15 November 2024

Chapter 3

by Arpon Sarker

Computer Science Illuminated Chapter 3 - Data Representation

Introduction

As defined before, a computer takes some data and performs functions on it and outputs the result. The data itself can be of any format of numbers in some form of representation that is outputted in some representation from the comptutation. Historically, computers were glorified calculators solving algorithms and numerical problems but nowadays, the once humble computer can work on images, sound, and text for more abstractions of problems and solutions for many industries such as the music or cinema industries.

What is Data?

Data are basic values or facts and Information is data that has been organised or processed in way that is useful. All data in this context is represented as binary digits. Data compression is the idea of storing a piece of data at a reduced size. The reason for this is due to the Bandwidth - the number of bits/bytes that can be transmitted from one place to another in a fixed amount of time - constrained by the World Wide Web. This can be quantified by the compression ratio: $ratio = \frac{\text{size of compressed data}}{\text{size of original data}}$ Lossless compression means there is no loss in information from compression and Lossy compression is when there is a loss of information.

Analog vs Digital Data

This book completely changed my outlook on the possibilities of a computer simulating the universe. I do not think this is possible anymore due to the distinct inherent natures possessed by the universe and the computer. The universe or reality is continuous and infinite whereas, the computer deals with discrete and finite values. Hence, a function mapping the continuous to the computer’s discrete system is why representation is needed. Analog data is a continuous representation (analog computers also exist), analogous to the information it represents. Digital data is a discrete representation, breaking the information into separate elements. Computers can’t work well with analog data and must digitize this data by breaking the continuous data into pieces and represent the pieces separately. The binary system is used as it is much simpler to have one threshold where a low-voltage represents 0 and a high-voltage represents 1. As time continues, this signal will degrade and the original signal will be lost. Periodicaly, this signal is reclocked before no information is lost.
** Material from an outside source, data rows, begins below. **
//! Parsing Sea source and collecting syntax diagnostics.

use crate::loader::load_language;
use crate::{Error, Result};
use serde::Serialize;
use tree_sitter::{Language, Node, Parser, Tree};

/// A parser bound to the verified Sea grammar.
pub struct SeaParser {
    parser: Parser,
    language: Language,
}

impl SeaParser {
    /// Create a parser for the built-in grammar
    pub fn new() -> Result<Self> {
        Self::with_language(load_language()?)
    }

    /// Create a parser for an already verified language handle
    pub fn with_language(language: Language) -> Result<Self> {
        let mut parser = Parser::new();
        parser
            .set_language(&language)
            .map_err(|e| Error::GrammarLoad(e.to_string()))?;
        Ok(Self { parser, language })
    }

    pub fn language(&self) -> &Language {
        &self.language
    }

    /// Parse a complete source file
    pub fn parse(&mut self, source: impl Into<String>) -> Result<ParsedSource> {
        let source = source.into();
        let tree = self
            .parser
            .parse(&source, None)
            .ok_or_else(|| Error::Parse("parser returned no tree".to_string()))?;
        tracing::debug!(bytes = source.len(), has_error = tree.root_node().has_error(), "Parsed Sea source");
        Ok(ParsedSource { tree, source })
    }
}

/// A syntax tree together with the text it was parsed from.
pub struct ParsedSource {
    tree: Tree,
    source: String,
}

impl ParsedSource {
    pub fn tree(&self) -> &Tree {
        &self.tree
    }

    pub fn root(&self) -> Node<'_> {
        self.tree.root_node()
    }

    pub fn source(&self) -> &str {
        &self.source
    }

    /// Text covered by a node of this tree
    pub fn text(&self, node: Node<'_>) -> &str {
        node.utf8_text(self.source.as_bytes()).unwrap_or("")
    }

    pub fn to_sexp(&self) -> String {
        self.root().to_sexp()
    }

    pub fn has_errors(&self) -> bool {
        self.root().has_error()
    }

    /// All ERROR and MISSING nodes, in document order.
    ///
    /// An ERROR node is reported once; nodes nested inside it are not.
    pub fn diagnostics(&self) -> Vec<Diagnostic> {
        let mut diagnostics = Vec::new();
        if self.has_errors() {
            self.collect_diagnostics(self.root(), &mut diagnostics);
        }
        diagnostics
    }

    fn collect_diagnostics(&self, node: Node<'_>, out: &mut Vec<Diagnostic>) {
        if node.is_error() {
            out.push(Diagnostic::at(node, &self.source, DiagnosticKind::Error, self.text(node)));
            return;
        }
        if node.is_missing() {
            out.push(Diagnostic::at(node, &self.source, DiagnosticKind::Missing(node.kind().to_string()), ""));
            return;
        }

        let mut cursor = node.walk();
        for child in node.children(&mut cursor) {
            if child.has_error() || child.is_missing() {
                self.collect_diagnostics(child, out);
            }
        }
    }
}

#[derive(Debug, Clone, PartialEq, Eq, Serialize)]
#[serde(rename_all = "lowercase")]
pub enum DiagnosticKind {
    /// Text the grammar could not fit anywhere
    Error,
    /// A token the parser inserted to recover
    Missing(String),
}

/// A syntax problem, positioned with 1-based line and column.
///
/// The column counts characters, not bytes, from the start of the line.
#[derive(Debug, Clone, PartialEq, Eq, Serialize)]
pub struct Diagnostic {
    pub kind: DiagnosticKind,
    pub line: usize,
    pub column: usize,
    pub text: String,
}

impl Diagnostic {
    fn at(node: Node<'_>, source: &str, kind: DiagnosticKind, text: &str) -> Self {
        let start = node.start_position();
        let text = text.lines().next().unwrap_or("").trim();
        Self {
            kind,
            line: start.row + 1,
            column: char_column(source, node.start_byte(), start.column) + 1,
            text: text.chars().take(60).collect(),
        }
    }
}

/// Characters between the start of the line and `byte`, where tree-sitter
/// reports `byte_column` bytes.
fn char_column(source: &str, byte: usize, byte_column: usize) -> usize {
    source
        .get(byte.saturating_sub(byte_column)..byte)
        .map_or(byte_column, |prefix| prefix.chars().count())
}

impl std::fmt::Display for Diagnostic {
    fn fmt(&self, f: &mut std::fmt::Formatter<'_>) -> std::fmt::Result {
        match &self.kind {
            DiagnosticKind::Error => write!(f, "{}:{}: syntax error near `{}`", self.line, self.column, self.text),
            DiagnosticKind::Missing(kind) => write!(f, "{}:{}: missing `{}`", self.line, self.column, kind),
        }
    }
}

#[cfg(test)]
mod tests {
    use super::*;

    const SAMPLE: &str = r#"
use std/io

rec Point(x: int, y: int)

tag Color(Red, Green, Blue)

def Name = ^char

// entry point
fun main(): int {
    let p: Point = new Point(1, 2)
    var total = 0
    for i in 0 to 10 {
        total = total + i
    }
    if total > 10 {
        printf(c"big\n")
    } else {
        printf(c"small\n")
    }
    ret 0
}
"#;

    #[test]
    fn test_parse_valid_source() {
        let mut parser = SeaParser::new().unwrap();
        let parsed = parser.parse(SAMPLE).unwrap();

        assert_eq!(parsed.root().kind(), "source_file");
        assert!(!parsed.has_errors(), "unexpected errors: {}", parsed.to_sexp());
        assert!(parsed.diagnostics().is_empty());

        let sexp = parsed.to_sexp();
        assert!(sexp.contains("(top_use"));
        assert!(sexp.contains("(top_rec"));
        assert!(sexp.contains("(top_tag"));
        assert!(sexp.contains("(top_def"));
        assert!(sexp.contains("(top_fun"));
        assert!(sexp.contains("(statement_for"));
        assert!(sexp.contains("(statement_ret"));
    }

    #[test]
    fn test_parse_reports_errors() {
        let mut parser = SeaParser::new().unwrap();
        let parsed = parser.parse("fun main() { ret }\n").unwrap();

        assert!(parsed.has_errors());
        let diagnostics = parsed.diagnostics();
        assert!(!diagnostics.is_empty());
        assert!(diagnostics.iter().all(|d| d.line == 1));
    }

    #[test]
    fn test_parser_reuse() {
        let mut parser = SeaParser::new().unwrap();
        for _ in 0..10 {
            let parsed = parser.parse("fun id(x: int): int -> ret x\n").unwrap();
            assert!(!parsed.has_errors(), "{}", parsed.to_sexp());
        }
    }

    #[test]
    fn test_empty_source() {
        let mut parser = SeaParser::new().unwrap();
        let parsed = parser.parse("").unwrap();
        assert_eq!(parsed.root().kind(), "source_file");
        assert_eq!(parsed.root().named_child_count(), 0);
        assert!(parsed.diagnostics().is_empty());
    }

    #[test]
    fn test_column_counts_characters() {
        let mut parser = SeaParser::new().unwrap();
        let ascii = parser.parse("fun main() { ret c\"hello\" ) }\n").unwrap();
        let accented = parser.parse("fun main() { ret c\"héllö\" ) }\n").unwrap();

        let expected = ascii.diagnostics();
        assert!(!expected.is_empty(), "{}", ascii.to_sexp());
        assert!(expected.iter().any(|d| d.column > 25));

        let positions = |ds: Vec<Diagnostic>| ds.iter().map(|d| (d.line, d.column)).collect::<Vec<_>>();
        assert_eq!(positions(accented.diagnostics()), positions(expected));
    }

    #[test]
    fn test_char_column() {
        let line = "let é = ö";
        let byte = line.find('=').unwrap();
        assert_eq!(byte, 7);
        assert_eq!(char_column(line, byte, byte), 6);

        let two_lines = "x\nà b";
        let byte = two_lines.find('b').unwrap();
        assert_eq!(char_column(two_lines, byte, byte - 2), 2);
        assert_eq!(char_column("", 0, 0), 0);
    }

    #[test]
    fn test_diagnostic_display() {
        let d = Diagnostic {
            kind: DiagnosticKind::Missing(")".to_string()),
            line: 3,
            column: 7,
            text: String::new(),
        };
        assert_eq!(d.to_string(), "3:7: missing `)`");
    }
}
//! # tree-sitter-sea
//!
//! Sea language support for the [tree-sitter] parsing library.
//!
//! The crate provides:
//! - The compiled Sea grammar as a [`LanguageFn`] ([`LANGUAGE`])
//! - Load verification for the built-in grammar and for separately built
//!   grammar libraries
//! - Highlight and tag queries
//! - A parser wrapper that reports syntax diagnostics, and a tag-query
//!   driven outline of top-level definitions
//!
//! ```
//! let mut parser = tree_sitter::Parser::new();
//! parser
//!     .set_language(&tree_sitter_sea::LANGUAGE.into())
//!     .expect("Error loading Sea grammar");
//! ```
//!
//! [tree-sitter]: https://tree-sitter.github.io/

pub mod batch;
pub mod config;
pub mod ignore;
pub mod loader;
pub mod outline;
pub mod output;
pub mod parse;
pub mod symbol;
pub mod ui;

use tree_sitter_language::LanguageFn;

unsafe extern "C" {
    fn tree_sitter_sea() -> *const ();
}

/// The tree-sitter [`LanguageFn`] for the Sea grammar.
pub const LANGUAGE: LanguageFn = unsafe { LanguageFn::from_raw(tree_sitter_sea) };

/// The syntax highlighting query.
pub const HIGHLIGHTS_QUERY: &str = include_str!("../queries/highlights.scm");

/// The tags query, used to build outlines of top-level definitions.
pub const TAGS_QUERY: &str = include_str!("../queries/tags.scm");

/// Diagnostic reported whenever the grammar cannot be loaded.
pub const LOAD_ERROR_MESSAGE: &str = "Error loading Sea grammar";

// Re-exports for convenient access
pub use config::SeaConfig;
pub use loader::{LoadedGrammar, load_language, load_language_from_library, verify_language};
pub use outline::Outline;
pub use parse::{Diagnostic, DiagnosticKind, ParsedSource, SeaParser};
pub use symbol::{Symbol, SymbolKind};

/// Returns the tree-sitter [`Language`](tree_sitter::Language) for Sea.
///
/// This does not verify the handle; use [`load_language`] for that.
pub fn language() -> tree_sitter::Language {
    LANGUAGE.into()
}

/// Result type alias for Sea grammar operations
pub type Result<T> = std::result::Result<T, Error>;

/// Error types for Sea grammar operations
#[derive(Debug, thiserror::Error)]
pub enum Error {
    #[error("Error loading Sea grammar: {0}")]
    GrammarLoad(String),

    #[error("Error loading Sea grammar: ABI version {version} is outside the supported range {min}..={max}")]
    AbiVersion { version: usize, min: usize, max: usize },

    #[error("Error loading Sea grammar library: {0}")]
    Library(String),

    #[error("Query error: {0}")]
    Query(String),

    #[error("Parse error: {0}")]
    Parse(String),

    #[error("IO error: {0}")]
    Io(#[from] std::io::Error),
}

impl Error {
    /// Whether this error means the grammar itself could not be loaded.
    pub fn is_load_failure(&self) -> bool {
        matches!(self, Error::GrammarLoad(_) | Error::AbiVersion { .. } | Error::Library(_))
    }
}

/// Message sent from batch parse workers to the coordinator
#[derive(Debug)]
pub enum ParseMessage {
    Parsed(batch::FileReport),
    Error(String, String),
}

#[cfg(test)]
mod tests {
    use super::*;

    #[test]
    fn test_can_load_grammar() {
        let mut parser = tree_sitter::Parser::new();
        parser
            .set_language(&LANGUAGE.into())
            .expect("Error loading Sea grammar");
    }

    #[test]
    fn test_load_errors_carry_fixed_message() {
        let err = Error::GrammarLoad("null language handle".to_string());
        assert!(err.to_string().starts_with(LOAD_ERROR_MESSAGE));
        assert!(err.is_load_failure());

        let err = Error::AbiVersion { version: 99, min: 13, max: 14 };
        assert!(err.to_string().starts_with(LOAD_ERROR_MESSAGE));

        assert!(!Error::Query("bad".to_string()).is_load_failure());
    }
}
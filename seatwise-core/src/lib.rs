pub mod error;
pub mod model;
pub mod payment;
pub mod repository;

pub use error::{BookingError, TransactionCode};
pub use model::{BookedSeat, BookingConfirmation, Flight, Seat};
An analog signal will have information lost even after reclocking due more possibilities in losing information in its structure rather than a digital signal shown below.

Analog vs Digital Signal

Representing Numeric Data

Representation of Negative Values

To represent negative values, a signed-magnitude reprsentation can be used with the most significant bit to represent positive and negative integers. A caveat with this approach is the existence of both positive and negative numbers which causes unnecessary complexity for a computer. Another approach is fixed-size representations of numbers where we take a fixed number of values and represent half of these integers as some negative number. For example:

Fixed Representation Number Line

This still works with addition and subtraction where $A-B = A + (-B)$ (where you add the negative representation for subtraction). This is just addition and subtraction with modulo. A formula to compute the negative representation is: $Negative(I) = 10^k - I, \text{ where k is the number of digits}$ For this formula to work ensure the largest positive integer is half of some power of the base. This representation of numbers is called the N’s complement where N is some base. With the two’s complement, the leftmost bit in a negative number is always 1.

Two's Complement

Representation of Real Numbers

The positions to the right of the radix point are $N^{-1}$, $N^{-2}$ and so on, based on positional notation. To represent a real number, we store the value as an integer and include information on where the radix point is. A real value of base N can by de defined by: $\text{sign}\; \cdot\; \text{mantissa}\; \cdot\; N^{\text{exp}}$

The mantissa above is just the digits that make up the value with the radix point assumed to be on the right. This is the floating point representation since the radix point floats or is able to move around dependingo on the exponent. A positive exponent shifts the radix point to the right and a negative exponent shifts to the left. To store a floating point number in binary on a computer with 64 bits would need 1 bit for the sign, 11 bits for the exponent, and 52 bits for the mantissa (in IEEE-754 or Double Precision).

How do we convert base N fractional numbers to decimal fractional numbers?

In the same vein as integers, multiplying out the positional notation will give the decimal result. $0.11_2 = 1\cdot2^{-1} + 1\cdot2^{-2} = 0.75_{10}$

How do we convert decimal fractional numbers to base N fractional numbers?

The conversion process is multiplying by the new base where the carry becomes the next digit to the right in the answer.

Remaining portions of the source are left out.